◆ Problem statement:
Extract, from the listing that follows, each line containing the word "super".

◆ Data for this task:
*** Begin section ***

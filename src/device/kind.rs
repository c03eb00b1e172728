// SPDX-License-Identifier: MPL-2.0
// This Source Code Form is subject to the terms of the Mozilla Public
// License, v. 2.0. If a copy of the MPL was not distributed with this
// file, You can obtain one at https://mozilla.org/MPL/2.0/.

//! Closed set of device kinds and their state interpretation.
//!
//! A device's kind is chosen once, from its `type_tag`, when the device is
//! first constructed. Every kind-specific accessor on
//! [`Device`](super::Device) is resolved by matching on [`DeviceKind`].

use std::fmt;

use crate::error::UnrecognizedKindError;
use crate::types::{Mode, status};

use super::attributes::{Attributes, as_text};

/// Behavioral family of a device.
#[derive(Debug, Clone, Copy, PartialEq, Eq, Hash)]
pub enum DeviceKind {
    /// The alarm panel itself.
    Alarm,
    /// Contacts, glass-break, keypads, sirens and other on/off sensors.
    BinarySensor,
    /// Motion and occupancy sensors.
    Motion,
    /// Image and video capture devices.
    Camera,
    /// Garage doors and other secure barriers.
    Cover,
    /// Dimmers and bulbs.
    Light,
    /// Door locks.
    Lock,
    /// Smart plugs and wall switches.
    Switch,
    /// Water shut-off valves.
    Valve,
    /// Temperature, humidity and light multi-sensors.
    Sensor,
    /// Unknown type tag; only the raw attributes are meaningful.
    Generic,
}

/// Coarse category reported to consumers, derived from the type tag.
#[derive(Debug, Clone, Copy, PartialEq, Eq, Hash)]
pub enum GenericType {
    /// Alarm panel.
    Alarm,
    /// Camera.
    Camera,
    /// Device whose main state is reachability.
    Connectivity,
    /// Barrier or garage door.
    Cover,
    /// Light.
    Light,
    /// Lock.
    Lock,
    /// Water leak sensor.
    Moisture,
    /// Motion or occupancy sensor.
    Motion,
    /// Door or window contact.
    Window,
    /// Multi-sensor.
    Sensor,
    /// Switch.
    Switch,
    /// Valve.
    Valve,
    /// Unknown.
    Unknown,
}

impl GenericType {
    /// Returns the lowercase category name.
    #[must_use]
    pub const fn as_str(&self) -> &'static str {
        match self {
            Self::Alarm => "alarm",
            Self::Camera => "camera",
            Self::Connectivity => "connectivity",
            Self::Cover => "cover",
            Self::Light => "light",
            Self::Lock => "lock",
            Self::Moisture => "moisture",
            Self::Motion => "motion",
            Self::Window => "window",
            Self::Sensor => "sensor",
            Self::Switch => "switch",
            Self::Valve => "valve",
            Self::Unknown => "unknown",
        }
    }
}

impl fmt::Display for GenericType {
    fn fmt(&self, f: &mut fmt::Formatter<'_>) -> fmt::Result {
        f.write_str(self.as_str())
    }
}

/// Type tag of the synthesised alarm panel device.
pub const ALARM_TYPE_TAG: &str = "device_type.alarm";

/// Known type tags, matched case-insensitively.
const TYPE_TAGS: &[(&str, DeviceKind, GenericType)] = &[
    (ALARM_TYPE_TAG, DeviceKind::Alarm, GenericType::Alarm),
    // Binary sensors
    ("device_type.door_contact", DeviceKind::BinarySensor, GenericType::Window),
    ("device_type.glass", DeviceKind::BinarySensor, GenericType::Connectivity),
    ("device_type.keypad", DeviceKind::BinarySensor, GenericType::Connectivity),
    ("device_type.remote_controller", DeviceKind::BinarySensor, GenericType::Connectivity),
    ("device_type.siren", DeviceKind::BinarySensor, GenericType::Connectivity),
    ("device_type.bx", DeviceKind::BinarySensor, GenericType::Connectivity),
    ("device_type.water_sensor", DeviceKind::BinarySensor, GenericType::Moisture),
    // Motion
    ("device_type.povs", DeviceKind::Motion, GenericType::Motion),
    ("device_type.pir", DeviceKind::Motion, GenericType::Motion),
    // Cameras
    ("device_type.ir_camera", DeviceKind::Camera, GenericType::Camera),
    ("device_type.ir_camcoder", DeviceKind::Camera, GenericType::Camera),
    ("device_type.ipcam", DeviceKind::Camera, GenericType::Camera),
    ("device_type.out_view_camera", DeviceKind::Camera, GenericType::Camera),
    // Covers
    ("device_type.secure_barrier", DeviceKind::Cover, GenericType::Cover),
    // Lights
    ("device_type.dimmer", DeviceKind::Light, GenericType::Light),
    ("device_type.dimmer_meter", DeviceKind::Light, GenericType::Light),
    ("device_type.hue", DeviceKind::Light, GenericType::Light),
    ("device_type.bulb", DeviceKind::Light, GenericType::Light),
    // Locks
    ("device_type.door_lock", DeviceKind::Lock, GenericType::Lock),
    // Switches
    ("device_type.power_switch_sensor", DeviceKind::Switch, GenericType::Switch),
    ("device_type.power_switch_meter", DeviceKind::Switch, GenericType::Switch),
    ("device_type.switch", DeviceKind::Switch, GenericType::Switch),
    ("device_type.night_switch", DeviceKind::Switch, GenericType::Switch),
    // Valves
    ("device_type.valve", DeviceKind::Valve, GenericType::Valve),
    // Sensors
    ("device_type.lm", DeviceKind::Sensor, GenericType::Sensor),
    ("device_type.temperature_sensor", DeviceKind::Sensor, GenericType::Sensor),
    ("device_type.room_sensor", DeviceKind::Sensor, GenericType::Sensor),
];

impl DeviceKind {
    /// Resolves the kind and generic type for a raw type tag.
    ///
    /// # Errors
    ///
    /// Returns [`UnrecognizedKindError`] when the tag is not in the table.
    /// Callers are expected to fall back to [`DeviceKind::Generic`].
    pub fn classify(type_tag: &str) -> Result<(Self, GenericType), UnrecognizedKindError> {
        TYPE_TAGS
            .iter()
            .find(|(tag, _, _)| tag.eq_ignore_ascii_case(type_tag))
            .map(|(_, kind, generic)| (*kind, *generic))
            .ok_or_else(|| UnrecognizedKindError(type_tag.to_string()))
    }

    /// Kind-specific "on" interpretation of the current attributes.
    pub(crate) fn is_on(self, attributes: &Attributes, device_id: &str) -> bool {
        let current = attributes.get("status").and_then(as_text);
        let current = current.as_deref();

        match self {
            Self::Alarm => alarm_mode(attributes, device_id).is_some_and(|mode| mode.is_armed()),
            Self::BinarySensor => {
                current.is_some_and(|s| ![status::OFF, status::OFFLINE, status::CLOSED].contains(&s))
            }
            Self::Motion => current.is_some_and(|s| s != status::ONLINE),
            Self::Camera => current.is_some_and(|s| s != status::OFFLINE),
            // A barrier is assumed open unless it reports closed.
            Self::Cover | Self::Valve => current != Some(status::CLOSED),
            Self::Light | Self::Switch => current == Some(status::ON),
            Self::Lock => current == Some(status::LOCK_CLOSED),
            Self::Sensor | Self::Generic => false,
        }
    }

    /// Whether the device models something that can be open.
    pub(crate) fn is_openable(self) -> bool {
        matches!(self, Self::BinarySensor | Self::Cover | Self::Valve)
    }
}

/// Reads the mode of `device_id`'s area from a panel's `mode` map.
pub(crate) fn alarm_mode(attributes: &Attributes, device_id: &str) -> Option<Mode> {
    attributes
        .get("mode")
        .and_then(|modes| modes.get(device_id))
        .and_then(serde_json::Value::as_str)
        .and_then(|mode| mode.parse().ok())
}

#[cfg(test)]
mod tests {
    use super::*;
    use serde_json::{Value, json};

    fn attrs(value: Value) -> Attributes {
        value.as_object().cloned().unwrap_or_default()
    }

    #[test]
    fn classify_known_tags() {
        assert_eq!(
            DeviceKind::classify("device_type.povs"),
            Ok((DeviceKind::Motion, GenericType::Motion))
        );
        assert_eq!(
            DeviceKind::classify("DEVICE_TYPE.SECURE_BARRIER"),
            Ok((DeviceKind::Cover, GenericType::Cover))
        );
    }

    #[test]
    fn classify_unknown_tag() {
        let err = DeviceKind::classify("device_type.toaster").unwrap_err();
        assert_eq!(err.0, "device_type.toaster");
    }

    #[test]
    fn cover_is_open_unless_closed() {
        assert!(!DeviceKind::Cover.is_on(&attrs(json!({"status": "Closed"})), "x"));
        assert!(DeviceKind::Cover.is_on(&attrs(json!({"status": "Open"})), "x"));
        assert!(DeviceKind::Cover.is_on(&attrs(json!({})), "x"));
    }

    #[test]
    fn binary_sensor_off_states() {
        for off in ["Off", "Offline", "Closed"] {
            assert!(!DeviceKind::BinarySensor.is_on(&attrs(json!({ "status": off })), "x"));
        }
        assert!(DeviceKind::BinarySensor.is_on(&attrs(json!({"status": "Open"})), "x"));
        assert!(DeviceKind::BinarySensor.is_on(&attrs(json!({"status": "Online"})), "x"));
    }

    #[test]
    fn motion_is_on_when_not_idle() {
        assert!(!DeviceKind::Motion.is_on(&attrs(json!({"status": "Online"})), "x"));
        assert!(DeviceKind::Motion.is_on(&attrs(json!({"status": "Motion Detected"})), "x"));
    }

    #[test]
    fn alarm_reads_its_own_area() {
        let panel = attrs(json!({"mode": {"area_1": "away", "area_2": "standby"}}));
        assert!(DeviceKind::Alarm.is_on(&panel, "area_1"));
        assert!(!DeviceKind::Alarm.is_on(&panel, "area_2"));
        assert!(!DeviceKind::Alarm.is_on(&panel, "area_3"));
    }

    #[test]
    fn lock_and_switch() {
        assert!(DeviceKind::Lock.is_on(&attrs(json!({"status": "LockClosed"})), "x"));
        assert!(!DeviceKind::Lock.is_on(&attrs(json!({"status": "LockOpen"})), "x"));
        assert!(DeviceKind::Switch.is_on(&attrs(json!({"status": "On"})), "x"));
        assert!(!DeviceKind::Switch.is_on(&attrs(json!({"status": "Off"})), "x"));
    }

    #[test]
    fn generic_is_never_on() {
        assert!(!DeviceKind::Generic.is_on(&attrs(json!({"status": "On"})), "x"));
    }
}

*** End section ***

◆ Answer space:
//! [`Device`](super::Device) is resolved by matching on [`DeviceKind`].
use super::attributes::{Attributes, as_text};
    use super::*;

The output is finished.